研究課題/領域番号 |
24657160
|
研究機関 | 弘前大学 |
研究代表者 |
福澤 雅志 弘前大学, 農学生命科学部, 教授 (10231557)
|
キーワード | 細胞性粘菌 / 有性生殖の起源 / 雌雄性成立 / 同型配偶 / ホモタリック接合 / otokogi / minus-dominance / マクロシスト |
研究概要 |
本研究は、細胞性粘菌のOTOKOGI (MID)遺伝子オーソログ Ddmid に注目し、それらの機能解析により細胞性粘菌の性を解き明かし、藻類の雌雄異体の同型配偶とは異なる視点で雌雄性成立の進化的問題に挑む。 昨年度は、(1)細胞性粘菌の DdmidA、B、Cはすべての型のゲノムに確認され、MIDは雌雄の区別には関与していないこと、(2)DdmidBの過剰発現は不完全なマクロシスト(pseudomacrocyst;PM)を誘導すること、(3)DdmidBの遺伝子破壊はマクロシスト形成を阻害しないこと、を示した。

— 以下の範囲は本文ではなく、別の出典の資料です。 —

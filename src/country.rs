//! Country records as served by the directory endpoint.
//!
//! Optional collections (capitals, languages, currencies) are modelled as
//! `Option`s. Every display helper here renders an absent or empty collection
//! as [`NONE_LABEL`], so consumers never re-derive that rule.

use std::cmp::Ordering;
use std::collections::BTreeMap;
use std::fmt;
use std::str::FromStr;

use serde::{Deserialize, Serialize};
use unicode_normalization::char::is_combining_mark;
use unicode_normalization::UnicodeNormalization;

/// Rendering used for any optional field that carries no data.
pub const NONE_LABEL: &str = "None";

#[derive(Debug, Clone, PartialEq, Serialize, Deserialize)]
pub struct Country {
    pub name: CountryName,
    /// Three-letter code, unique across the directory.
    pub cca3: String,
    pub flags: Flags,
    #[serde(default)]
    pub capital: Option<Vec<String>>,
    pub region: String,
    #[serde(default)]
    pub subregion: Option<String>,
    #[serde(default)]
    pub population: u64,
    #[serde(default)]
    pub languages: Option<BTreeMap<String, String>>,
    #[serde(default)]
    pub currencies: Option<BTreeMap<String, Currency>>,
    /// Land area in square kilometres.
    #[serde(default)]
    pub area: Option<f64>,
}

#[derive(Debug, Clone, PartialEq, Serialize, Deserialize)]
pub struct CountryName {
    pub common: String,
    #[serde(default)]
    pub official: Option<String>,
}

#[derive(Debug, Clone, PartialEq, Serialize, Deserialize)]
pub struct Flags {
    pub png: String,
    #[serde(default)]
    pub svg: Option<String>,
    /// Textual description of the flag.
    #[serde(default)]
    pub alt: Option<String>,
}

#[derive(Debug, Clone, PartialEq, Serialize, Deserialize)]
pub struct Currency {
    #[serde(default)]
    pub name: String,
    #[serde(default)]
    pub symbol: String,
}

impl Country {
    pub fn id(&self) -> &str {
        &self.cca3
    }

    pub fn display_name(&self) -> &str {
        &self.name.common
    }

    /// Preferred flag image: vector when available, raster otherwise.
    pub fn flag_image(&self) -> &str {
        self.flags
            .svg
            .as_deref()
            .filter(|svg| !svg.is_empty())
            .unwrap_or(&self.flags.png)
    }

    pub fn capital_label(&self) -> String {
        match self.capital.as_deref() {
            Some(capitals) if !capitals.is_empty() => capitals.join(", "),
            _ => NONE_LABEL.to_string(),
        }
    }

    /// `Region (Subregion)`, or just the region when no subregion is known.
    pub fn region_label(&self) -> String {
        match self.subregion.as_deref() {
            Some(sub) if !sub.is_empty() => format!("{} ({})", self.region, sub),
            _ => self.region.clone(),
        }
    }

    pub fn population_label(&self) -> String {
        format_grouped(self.population)
    }

    pub fn languages_label(&self) -> String {
        match &self.languages {
            Some(languages) if !languages.is_empty() => languages
                .values()
                .map(String::as_str)
                .collect::<Vec<_>>()
                .join(", "),
            _ => NONE_LABEL.to_string(),
        }
    }

    pub fn currencies_label(&self) -> String {
        match &self.currencies {
            Some(currencies) if !currencies.is_empty() => currencies
                .values()
                .map(|c| format!("{} ({})", c.name, c.symbol))
                .collect::<Vec<_>>()
                .join(", "),
            _ => NONE_LABEL.to_string(),
        }
    }

    pub fn area_label(&self) -> String {
        match self.area {
            Some(area) if area.is_finite() && area >= 0.0 => {
                format!("{} km²", format_grouped(area.round() as u64))
            }
            _ => NONE_LABEL.to_string(),
        }
    }
}

/// Formats an integer with `,` thousands separators.
pub fn format_grouped(value: u64) -> String {
    let digits = value.to_string();
    let mut out = String::with_capacity(digits.len() + digits.len() / 3);
    for (i, ch) in digits.chars().enumerate() {
        if i > 0 && (digits.len() - i) % 3 == 0 {
            out.push(',');
        }
        out.push(ch);
    }
    out
}

/// Locale-aware ordering of display names.
///
/// Primary key ignores accents and case ("Åland Islands" sorts with the A's),
/// then case-insensitive. Names differing only in case put lowercase first
/// ("ab" before "Ab").
pub fn compare_names(a: &str, b: &str) -> Ordering {
    collation_key(a)
        .cmp(&collation_key(b))
        .then_with(|| a.to_lowercase().cmp(&b.to_lowercase()))
        .then_with(|| case_key(a).cmp(case_key(b)))
}

fn case_key(name: &str) -> impl Iterator<Item = (bool, char)> + '_ {
    name.chars().map(|c| (c.is_uppercase(), c))
}

fn collation_key(name: &str) -> String {
    name.nfd()
        .filter(|c| !is_combining_mark(*c))
        .flat_map(char::to_lowercase)
        .collect()
}

/// Region filter choices. `All` disables region filtering.
#[derive(Debug, Clone, Copy, PartialEq, Eq, Hash, Default)]
pub enum Region {
    #[default]
    All,
    Africa,
    Americas,
    Asia,
    Europe,
    Oceania,
}

impl Region {
    pub fn all() -> &'static [Region] {
        &[
            Self::All,
            Self::Africa,
            Self::Americas,
            Self::Asia,
            Self::Europe,
            Self::Oceania,
        ]
    }

    pub fn as_str(&self) -> &'static str {
        match self {
            Self::All => "All",
            Self::Africa => "Africa",
            Self::Americas => "Americas",
            Self::Asia => "Asia",
            Self::Europe => "Europe",
            Self::Oceania => "Oceania",
        }
    }

    /// Exact match against a record's region, always true for `All`.
    pub fn matches(&self, region: &str) -> bool {
        match self {
            Self::All => true,
            other => other.as_str() == region,
        }
    }
}

impl fmt::Display for Region {
    fn fmt(&self, f: &mut fmt::Formatter<'_>) -> fmt::Result {
        f.write_str(self.as_str())
    }
}

#[derive(Debug, Clone, PartialEq, Eq, thiserror::Error)]
#[error("Unknown region '{0}' (expected one of: All, Africa, Americas, Asia, Europe, Oceania)")]
pub struct ParseRegionError(String);

impl FromStr for Region {
    type Err = ParseRegionError;

    fn from_str(s: &str) -> Result<Self, Self::Err> {
        let wanted = s.trim();
        Region::all()
            .iter()
            .copied()
            .find(|r| r.as_str().eq_ignore_ascii_case(wanted))
            .ok_or_else(|| ParseRegionError(s.to_string()))
    }
}


#[cfg(test)]
mod tests {
    use super::fixtures::country;
    use super::*;

    #[test]
    fn decodes_endpoint_record() {
        let json = r#"{
            "name": {"common": "Japan", "official": "Japan", "nativeName": {}},
            "cca3": "JPN",
            "flags": {"png": "https://flagcdn.com/w320/jp.png", "svg": "https://flagcdn.com/jp.svg", "alt": "A red disc"},
            "capital": ["Tokyo"],
            "region": "Asia",
            "subregion": "Eastern Asia",
            "population": 125836021,
            "languages": {"jpn": "Japanese"},
            "currencies": {"JPY": {"name": "Japanese yen", "symbol": "¥"}},
            "area": 377930.0
        }"#;

        let c: Country = serde_json::from_str(json).unwrap();
        assert_eq!(c.id(), "JPN");
        assert_eq!(c.capital_label(), "Tokyo");
        assert_eq!(c.region_label(), "Asia (Eastern Asia)");
        assert_eq!(c.population_label(), "125,836,021");
        assert_eq!(c.languages_label(), "Japanese");
        assert_eq!(c.currencies_label(), "Japanese yen (¥)");
        assert_eq!(c.area_label(), "377,930 km²");
        assert_eq!(c.flag_image(), "https://flagcdn.com/jp.svg");
    }

    #[test]
    fn absent_fields_render_as_none() {
        let json = r#"{
            "name": {"common": "Antarctica"},
            "cca3": "ATA",
            "flags": {"png": "https://flagcdn.com/w320/aq.png"},
            "region": "Antarctic",
            "population": 1000
        }"#;

        let c: Country = serde_json::from_str(json).unwrap();
        assert_eq!(c.capital_label(), NONE_LABEL);
        assert_eq!(c.languages_label(), NONE_LABEL);
        assert_eq!(c.currencies_label(), NONE_LABEL);
        assert_eq!(c.area_label(), NONE_LABEL);
        assert_eq!(c.region_label(), "Antarctic");
        assert_eq!(c.flag_image(), "https://flagcdn.com/w320/aq.png");
    }

    #[test]
    fn currency_without_symbol_decodes() {
        let json = r#"{"CHF": {"name": "Swiss franc"}}"#;
        let currencies: BTreeMap<String, Currency> = serde_json::from_str(json).unwrap();
        assert_eq!(currencies["CHF"].symbol, "");
    }

    #[test]
    fn grouped_formatting() {
        assert_eq!(format_grouped(0), "0");
        assert_eq!(format_grouped(999), "999");
        assert_eq!(format_grouped(1000), "1,000");
        assert_eq!(format_grouped(331002651), "331,002,651");
    }

    #[test]
    fn compare_names_folds_accents_and_case() {
        let mut names = vec!["Zambia", "Åland Islands", "albania", "Algeria", "Curaçao", "Cuba"];
        names.sort_by(|a, b| compare_names(a, b));
        assert_eq!(
            names,
            vec!["Åland Islands", "albania", "Algeria", "Cuba", "Curaçao", "Zambia"]
        );
    }

    #[test]
    fn compare_names_puts_lowercase_first_on_case_ties() {
        assert_eq!(compare_names("a", "A"), Ordering::Less);
        assert_eq!(compare_names("Ab", "ab"), Ordering::Greater);
        assert_eq!(compare_names("ab", "ab"), Ordering::Equal);

        let mut names = vec!["Ab", "ab", "AB"];
        names.sort_by(|a, b| compare_names(a, b));
        assert_eq!(names, vec!["ab", "Ab", "AB"]);
    }

    #[test]
    fn region_parse_and_match() {
        assert_eq!("americas".parse::<Region>().unwrap(), Region::Americas);
        assert_eq!(" ALL ".parse::<Region>().unwrap(), Region::All);
        assert!("Antarctic".parse::<Region>().is_err());

        let canada = country("CAN", "Canada", "Americas");
        assert!(Region::All.matches(&canada.region));
        assert!(Region::Americas.matches(&canada.region));
        assert!(!Region::Asia.matches(&canada.region));
    }
}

これらの結果は、DdmidBはヘテロタリックな性決定ではなく、ホモタリックな有性生殖への関与を示唆している。 これらをふまえて、本年度は(1)まれにホモタリック接合を起こすタイプ2株のDdmidBの遺伝子破壊株(midB KO/V12株)におけるPM形成、(2)唯一のホモタリックな野生株であるAC4株におけるDdmidBの解析、を主にすすめた。 (1)について、タイプ2株であるV12株のホモタリック接合を誘導する系を確立した。その結果、midB KO/V12株ではホモタリック接合を問題なく起こすことが明らかになった。(2)について、全長がゲノム PCRで増幅されないこと、増幅される領域は短いこと、がわかった。さらにAC4株のゲノムを用いてPCRやRACE法によりmidB locusを得ることに成功し、全塩基配列を決定した。その結果、AC4株のmidBはタイプ1とくらべて塩基の欠失が3‘側で数カ所にわたり顕著であり、“変異型” midBであることがわかった。AC4株において、他のmid(midA, midC)はゲノムPCRで見る限りタイプ1と同じと考えられたので、midBが特異的に変異しており、これがホモタリックな接合に関連している可能性が示された。
|
現在までの達成度 (区分) |
現在までの達成度 (区分)
3: やや遅れている
理由
本年度は過剰発現や遺伝子破壊などの解析で、Ddmidはホモタリックな系で有性生殖に関与するのではないか、という仮説を立て、唯一ホモタリックな野生型であるAC4株におけるDdmidBの構造を明らかにした。しかし、担当学生の卒業により、他の研究目標であるイメージング解析が計画通り進んでいないので、当初の計画よりやや遅れている達成度と判断した。
|
今後の研究の推進方策 |
最終年度は前年度までの研究を継続して実施し、実験結果の整理や論文作成を行う予定である。 機能解析として、本年度作成したコンストラクトにより、AC4株の変異型DdmidB遺伝子の過剰発現と遺伝子破壊を行い、DdmidBがホモタリック型接合に関与するのかどうか明らかにする。 有性生殖過程を核ラベルにより可視化するイメージング解析については、新たに研究室配属となった学部学生を中心にすすめる予定である。また、高速シークエンサー解析のためのサンプル調製も行う予定である。
|
次年度の研究費の使用計画 |
最終年度に高速シークエンサーを利用する可能性があるため当該研究費の一部を次年度使用額として繰り越した。 高速シークエンサーの解析費用は高額であり、シークエンスランのために次年度使用額を含めた当該年度予算のほとんどを投入することになると研究に支障が出るため、必要額によってはRNA精製からライブラリー作成までのサンプル調製をおこなう実験となることを予測している。イメージングなど他の実験も含めて総合的に判断し、繰越額を合わせた予算で研究を進める。